Retype, without alteration, each line from the line containing "after SDP negotiation" to the final line of the records.

(Stored items)
BEGIN
//! Priority Handling
//!
//! Simplified priority management for sessions.

use crate::api::types::SessionId;
use crate::errors::Result;

/// Simple priority levels
#[derive(Debug, Clone, Copy, PartialEq, Eq, PartialOrd, Ord, Hash)]
pub enum Priority {
    Low = 1,
    Normal = 2,
    High = 3,
    Critical = 4,
}

/// Priority manager for sessions
#[derive(Debug, Default)]
pub struct PriorityManager {
    session_priorities: std::collections::HashMap<SessionId, Priority>,
}

impl PriorityManager {
    pub fn new() -> Self {
        Self::default()
    }

    pub fn set_priority(&mut self, session_id: SessionId, priority: Priority) -> Result<()> {
        self.session_priorities.insert(session_id, priority);
        Ok(())
    }

    pub fn get_priority(&self, session_id: &SessionId) -> Priority {
        self.session_priorities.get(session_id).cloned().unwrap_or(Priority::Normal)
    }

    pub fn remove_session(&mut self, session_id: &SessionId) -> Result<()> {
        self.session_priorities.remove(session_id);
        Ok(())
    }
} 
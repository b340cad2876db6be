//! Simple UAS Server - Maximum simplicity for basic servers

use std::sync::Arc;
use tokio::sync::RwLock;
use crate::api::control::SessionControl;
use crate::api::media::MediaControl;
use crate::api::handlers::CallHandler;
use crate::api::types::{IncomingCall, CallDecision};
use crate::api::builder::SessionManagerConfig;
use crate::coordinator::SessionCoordinator;
use crate::errors::Result;
use super::{UasConfig, AlwaysAcceptHandler};

/// Simplest possible UAS server that auto-accepts all calls
pub struct SimpleUasServer {
    coordinator: Arc<SessionCoordinator>,
    config: UasConfig,
}

impl SimpleUasServer {
    /// Create a server that always accepts incoming calls
    /// 
    /// # Example
    /// ```no_run
    /// use rvoip_session_core::api::uas::SimpleUasServer;
    /// 
    /// #[tokio::main]
    /// async fn main() -> Result<(), Box<dyn std::error::Error>> {
    ///     // Create a server that accepts all calls
    ///     let server = SimpleUasServer::always_accept("0.0.0.0:5060").await?;
    ///     
    ///     // Server is now listening for calls
    ///     // Calls will be automatically accepted
    ///     
    ///     // Keep running...
    ///     tokio::signal::ctrl_c().await?;
    ///     
    ///     server.shutdown().await?;
    ///     Ok(())
    /// }
    /// ```
    pub async fn always_accept(bind_addr: &str) -> Result<Self> {
        let config = UasConfig {
            local_addr: bind_addr.to_string(),
            auto_answer: true,
            ..Default::default()
        };
        
        // Parse local address to get bind address
        let local_bind_addr: std::net::SocketAddr = config.local_addr.parse()
            .unwrap_or_else(|_| "0.0.0.0:5060".parse().unwrap());
        
        // Create SessionManagerConfig
        let manager_config = SessionManagerConfig {
            sip_port: local_bind_addr.port(),
            local_address: config.identity.clone(),
            local_bind_addr,
            media_port_start: 10000,
            media_port_end: 20000,
            enable_stun: false,
            stun_server: None,
            enable_sip_client: false,
            media_config: Default::default(),
        };
        
        // Create coordinator with auto-accept handler
        let coordinator = SessionCoordinator::new(
            manager_config,
            Some(Arc::new(AlwaysAcceptHandler)),
        ).await?;
        
        // Start listening
        coordinator.start().await?;
        
        Ok(Self {
            coordinator,
            config,
        })
    }
    
    /// Create a server that rejects all calls (useful for maintenance mode)
    pub async fn always_reject(bind_addr: &str, reason: String) -> Result<Self> {
        let config = UasConfig {
            local_addr: bind_addr.to_string(),
            auto_answer: false,
            ..Default::default()
        };
        
        #[derive(Debug)]
        struct RejectHandler {
            reason: String,
        }
        
        #[async_trait::async_trait]
        impl CallHandler for RejectHandler {
            async fn on_incoming_call(&self, _call: IncomingCall) -> CallDecision {
                CallDecision::Reject(self.reason.clone())
            }
            
            async fn on_call_ended(&self, _call: crate::api::types::CallSession, _reason: &str) {}
        }
        
        // Parse local address to get bind address
        let local_bind_addr: std::net::SocketAddr = config.local_addr.parse()
            .unwrap_or_else(|_| "0.0.0.0:5060".parse().unwrap());
        
        // Create SessionManagerConfig
        let manager_config = SessionManagerConfig {
            sip_port: local_bind_addr.port(),
            local_address: config.identity.clone(),
            local_bind_addr,
            media_port_start: 10000,
            media_port_end: 20000,
            enable_stun: false,
            stun_server: None,
            enable_sip_client: false,
            media_config: Default::default(),
        };
        
        let coordinator = SessionCoordinator::new(
            manager_config,
            Some(Arc::new(RejectHandler { reason })),
        ).await?;
        
        coordinator.start().await?;
        
        Ok(Self {
            coordinator,
            config,
        })
    }
    
    /// Create a server that forwards all calls to another destination
    pub async fn always_forward(bind_addr: &str, forward_to: String) -> Result<Self> {
        let config = UasConfig {
            local_addr: bind_addr.to_string(),
            ..Default::default()
        };
        
        #[derive(Debug)]
        struct ForwardHandler {
            target: String,
        }
        
        #[async_trait::async_trait]
        impl CallHandler for ForwardHandler {
            async fn on_incoming_call(&self, _call: IncomingCall) -> CallDecision {
                CallDecision::Forward(self.target.clone())
            }
            
            async fn on_call_ended(&self, _call: crate::api::types::CallSession, _reason: &str) {}
        }
        
        // Parse local address to get bind address
        let local_bind_addr: std::net::SocketAddr = config.local_addr.parse()
            .unwrap_or_else(|_| "0.0.0.0:5060".parse().unwrap());
        
        // Create SessionManagerConfig
        let manager_config = SessionManagerConfig {
            sip_port: local_bind_addr.port(),
            local_address: config.identity.clone(),
            local_bind_addr,
            media_port_start: 10000,
            media_port_end: 20000,
            enable_stun: false,
            stun_server: None,
            enable_sip_client: false,
            media_config: Default::default(),
        };
        
        let coordinator = SessionCoordinator::new(
            manager_config,
            Some(Arc::new(ForwardHandler { target: forward_to })),
        ).await?;
        
        coordinator.start().await?;
        
        Ok(Self {
            coordinator,
            config,
        })
    }
    
    /// Get active call count
    pub async fn active_calls(&self) -> Result<usize> {
        let sessions = SessionControl::list_active_sessions(&self.coordinator).await?;
        Ok(sessions.len())
    }
    
    /// Get the coordinator for advanced operations
    pub fn coordinator(&self) -> &Arc<SessionCoordinator> {
        &self.coordinator
    }
    
    /// Shutdown the server
    pub async fn shutdown(&self) -> Result<()> {
        // Stop accepting new calls
        self.coordinator.stop().await?;
        
        // Terminate all active sessions
        let sessions = SessionControl::list_active_sessions(&self.coordinator).await?;
        for session_id in sessions {
            let _ = SessionControl::terminate_session(&self.coordinator, &session_id).await;
        }
        
        Ok(())
    }
}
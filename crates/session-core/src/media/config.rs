//! Media Configuration Converter
//!
//! Handles conversion between SDP and media-core configuration, adapted from the proven
//! working implementation in src-old/media/config.rs. This converter bridges SIP signaling
//! and media processing configuration.

use super::types::*;
use super::MediaError;
use std::collections::HashMap;

/// Converts between SDP and media-core configuration
/// 
/// This will be adapted from the working MediaConfigConverter in 
/// src-old/media/config.rs to handle SDP parsing and generation.
#[derive(Debug, Clone)]
pub struct MediaConfigConverter {
    /// Supported codecs for offer/answer
    supported_codecs: Vec<CodecInfo>,
    
    /// Default port range for RTP
    port_range: (RtpPort, RtpPort),
    
    /// Codec preference order
    codec_preferences: Vec<String>,
}

impl MediaConfigConverter {
    /// Create a new converter with default configuration
    pub fn new() -> Self {
        Self {
            supported_codecs: vec![
                CodecInfo {
                    name: "PCMU".to_string(),
                    payload_type: 0,
                    sample_rate: 8000,
                    channels: 1,
                },
                CodecInfo {
                    name: "PCMA".to_string(),
                    payload_type: 8,
                    sample_rate: 8000,
                    channels: 1,
                },
                CodecInfo {
                    name: "G722".to_string(),
                    payload_type: 9,
                    sample_rate: 8000,
                    channels: 1,
                },
                CodecInfo {
                    name: "opus".to_string(),
                    payload_type: 96,
                    sample_rate: 48000,
                    channels: 2,
                },
            ],
            port_range: (10000, 20000),
            codec_preferences: vec![
                "opus".to_string(),
                "PCMU".to_string(),
                "PCMA".to_string(),
            ],
        }
    }
    
    /// Create converter with custom configuration
    pub fn with_config(capabilities: &MediaCapabilities) -> Self {
        Self {
            supported_codecs: capabilities.codecs.clone(),
            port_range: capabilities.port_range,
            codec_preferences: capabilities.codecs.iter()
                .map(|c| c.name.clone())
                .collect(),
        }
    }
    
    /// Create converter with codec preferences from MediaConfig
    pub fn with_media_config(media_config: &super::types::MediaConfig) -> Self {
        let mut converter = Self::new();
        if !media_config.preferred_codecs.is_empty() {
            converter.codec_preferences = media_config.preferred_codecs.clone();
        }
        // Apply port range if specified
        if let Some(port_range) = media_config.port_range {
            converter.port_range = port_range;
        }
        converter
    }
    
    /// Generate SDP offer from media capabilities
    /// 
    /// This will be expanded with logic from src-old/media/config.rs
    /// to generate proper SDP offers with codec negotiation.
    pub fn generate_sdp_offer(&self, local_ip: &str, local_port: RtpPort) -> super::MediaResult<String> {
        tracing::debug!("Generating SDP offer for {}:{}", local_ip, local_port);
        
        // Order codecs based on preferences
        let mut ordered_codecs = Vec::new();
        for pref_name in &self.codec_preferences {
            if let Some(codec) = self.supported_codecs.iter().find(|c| &c.name == pref_name) {
                ordered_codecs.push(codec.clone());
            }
        }
        // Add any remaining codecs not in preferences
        for codec in &self.supported_codecs {
            if !ordered_codecs.iter().any(|c| c.name == codec.name) {
                ordered_codecs.push(codec.clone());
            }
        }
        
        let mut sdp = String::new();
        
        // SDP version
        sdp.push_str("v=0\r\n");
        
        // Origin
        sdp.push_str(&format!("o=rvoip {} {} IN IP4 {}\r\n", 
                             chrono::Utc::now().timestamp(), 
                             chrono::Utc::now().timestamp(), 
                             local_ip));
        
        // Session name
        sdp.push_str("s=RVOIP Session\r\n");
        
        // Connection
        sdp.push_str(&format!("c=IN IP4 {}\r\n", local_ip));
        
        // Time
        sdp.push_str("t=0 0\r\n");
        
        // Media description - codecs in preference order
        sdp.push_str(&format!("m=audio {} RTP/AVP", local_port));
        for codec in &ordered_codecs {
            sdp.push_str(&format!(" {}", codec.payload_type));
        }
        sdp.push_str("\r\n");
        
        // RTP map attributes - in preference order
        for codec in &ordered_codecs {
            if codec.channels == 1 {
                sdp.push_str(&format!("a=rtpmap:{} {}/{}\r\n", 
                                    codec.payload_type, codec.name, codec.sample_rate));
            } else {
                sdp.push_str(&format!("a=rtpmap:{} {}/{}/{}\r\n", 
                                    codec.payload_type, codec.name, codec.sample_rate, codec.channels));
            }
        }
        
        // Additional attributes
        sdp.push_str("a=sendrecv\r\n");
        
        Ok(sdp)
    }
    
    /// Parse SDP answer and determine negotiated parameters
    /// 
    /// This will be expanded with logic from src-old/media/config.rs
    /// to parse SDP answers and determine the negotiated codec and parameters.
    pub fn parse_sdp_answer(&self, sdp: &str) -> super::MediaResult<NegotiatedConfig> {
        tracing::debug!("Parsing SDP answer");
        
        // TODO: Adapt from src-old/media/config.rs SDP parsing logic
        let mut remote_ip = None;
        let mut remote_port = None;
        let mut negotiated_codec = None;
        
        for line in sdp.lines() {
            if line.starts_with("c=IN IP4 ") {
                remote_ip = Some(line[9..].trim().to_string());
            } else if line.starts_with("m=audio ") {
                let parts: Vec<&str> = line.split_whitespace().collect();
                if parts.len() >= 2 {
                    if let Ok(port) = parts[1].parse::<RtpPort>() {
                        remote_port = Some(port);
                    }
                    
                    // Extract payload types
                    if parts.len() > 3 {
                        for pt_str in &parts[3..] {
                            if let Ok(pt) = pt_str.parse::<u8>() {
                                // Find matching codec
                                if let Some(codec) = self.supported_codecs.iter()
                                    .find(|c| c.payload_type == pt) {
                                    negotiated_codec = Some(codec.clone());
                                    break;
                                }
                            }
                        }
                    }
                }
            }
        }
        
        Ok(NegotiatedConfig {
            remote_ip: remote_ip.ok_or_else(|| MediaError::SdpProcessing { 
                message: "No remote IP found in SDP".to_string() 
            })?,
            remote_port: remote_port.ok_or_else(|| MediaError::SdpProcessing { 
                message: "No remote port found in SDP".to_string() 
            })?,
            codec: negotiated_codec.ok_or_else(|| MediaError::CodecNegotiation { 
                reason: "No compatible codec found".to_string() 
            })?,
        })
    }
    
    /// Parse SDP offer and generate appropriate answer
    /// 
    /// This will be expanded with logic from src-old/media/config.rs
    /// to parse incoming SDP offers and generate compatible answers.
    pub fn generate_sdp_answer(&self, offer_sdp: &str, local_ip: &str, local_port: RtpPort) -> super::MediaResult<String> {
        tracing::debug!("Generating SDP answer for offer");
        
        // TODO: Adapt from src-old/media/config.rs answer generation logic
        
        // Parse the offer to find compatible codecs
        let mut offered_codecs = Vec::new();
        let mut media_port = None;
        
        for line in offer_sdp.lines() {
            if line.starts_with("m=audio ") {
                let parts: Vec<&str> = line.split_whitespace().collect();
                if parts.len() >= 2 {
                    if let Ok(port) = parts[1].parse::<RtpPort>() {
                        media_port = Some(port);
                    }
                    
                    // Extract offered payload types
                    if parts.len() > 3 {
                        for pt_str in &parts[3..] {
                            if let Ok(pt) = pt_str.parse::<u8>() {
                                offered_codecs.push(pt);
                            }
                        }
                    }
                }
            }
        }
        
        // Find compatible codecs in preference order
        let mut compatible_codecs = Vec::new();
        for codec_name in &self.codec_preferences {
            if let Some(codec) = self.supported_codecs.iter()
                .find(|c| &c.name == codec_name && offered_codecs.contains(&c.payload_type)) {
                compatible_codecs.push(codec.clone());
            }
        }
        
        if compatible_codecs.is_empty() {
            return Err(MediaError::CodecNegotiation { 
                reason: "No compatible codecs found in offer".to_string() 
            });
        }
        
        // Generate answer SDP
        let mut sdp = String::new();
        
        sdp.push_str("v=0\r\n");
        sdp.push_str(&format!("o=rvoip {} {} IN IP4 {}\r\n", 
                             chrono::Utc::now().timestamp(), 
                             chrono::Utc::now().timestamp(), 
                             local_ip));
        sdp.push_str("s=RVOIP Session\r\n");
        sdp.push_str(&format!("c=IN IP4 {}\r\n", local_ip));
        sdp.push_str("t=0 0\r\n");
        
        // Use first compatible codec
        let selected_codec = &compatible_codecs[0];
        sdp.push_str(&format!("m=audio {} RTP/AVP {}\r\n", local_port, selected_codec.payload_type));
        
        if selected_codec.channels == 1 {
            sdp.push_str(&format!("a=rtpmap:{} {}/{}\r\n", 
                                selected_codec.payload_type, selected_codec.name, selected_codec.sample_rate));
        } else {
            sdp.push_str(&format!("a=rtpmap:{} {}/{}/{}\r\n", 
                                selected_codec.payload_type, selected_codec.name, 
                                selected_codec.sample_rate, selected_codec.channels));
        }
        
        sdp.push_str("a=sendrecv\r\n");
        
        Ok(sdp)
    }
    
    /// Convert media configuration to MediaEngine config
    pub fn to_media_config(&self, negotiated: &NegotiatedConfig) -> MediaConfig {
        MediaConfig {
            preferred_codecs: vec![negotiated.codec.name.clone()],
            port_range: Some(self.port_range),
            quality_monitoring: true,
            dtmf_support: true,
            echo_cancellation: true,
            noise_suppression: true,
            auto_gain_control: true,
            max_bandwidth_kbps: None,
            preferred_ptime: Some(20),
            custom_sdp_attributes: std::collections::HashMap::new(),
        }
    }
    
    /// Get supported codecs
    pub fn get_supported_codecs(&self) -> &[CodecInfo] {
        &self.supported_codecs
    }
    
    /// Get port range
    pub fn get_port_range(&self) -> (RtpPort, RtpPort) {
        self.port_range
    }
    
    /// Set codec preferences
    pub fn set_codec_preferences(&mut self, preferences: Vec<String>) {
        self.codec_preferences = preferences;
    }
}

/// Configuration determined after SDP negotiation
#[derive(Debug, Clone)]
pub struct NegotiatedConfig {
    /// Remote IP address
    pub remote_ip: String,
    
    /// Remote RTP port
    pub remote_port: RtpPort,
    
    /// Negotiated codec
    pub codec: CodecInfo,
}

impl Default for MediaConfigConverter {
    fn default() -> Self {
        Self::new()
    }
}
//! Integration Bridges
//!
//! This module provides integration bridges between media-core and other crates
//! in the RVOIP system, specifically session-core and rtp-core.

pub mod rtp_bridge;
pub mod session_bridge;
pub mod events;

// Re-export main types
pub use rtp_bridge::{RtpBridge, RtpBridgeConfig, RtpEvent, RtpEventCallback};
pub use session_bridge::{SessionBridge, SessionBridgeConfig};
pub use events::{IntegrationEvent, IntegrationEventType};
END
## [Task response]
/// Configuration determined after SDP negotiation
#[derive(Debug, Clone)]
pub struct NegotiatedConfig {
    /// Remote IP address
    pub remote_ip: String,
    
    /// Remote RTP port
    pub remote_port: RtpPort,
    
    /// Negotiated codec
    pub codec: CodecInfo,
}

impl Default for MediaConfigConverter {
    fn default() -> Self {
        Self::new()
    }
}
//! Integration Bridges
//!
//! This module provides integration bridges between media-core and other crates
//! in the RVOIP system, specifically session-core and rtp-core.

pub mod rtp_bridge;
pub mod session_bridge;
pub mod events;

// Re-export main types
pub use rtp_bridge::{RtpBridge, RtpBridgeConfig, RtpEvent, RtpEventCallback};
pub use session_bridge::{SessionBridge, SessionBridgeConfig};
pub use events::{IntegrationEvent, IntegrationEventType};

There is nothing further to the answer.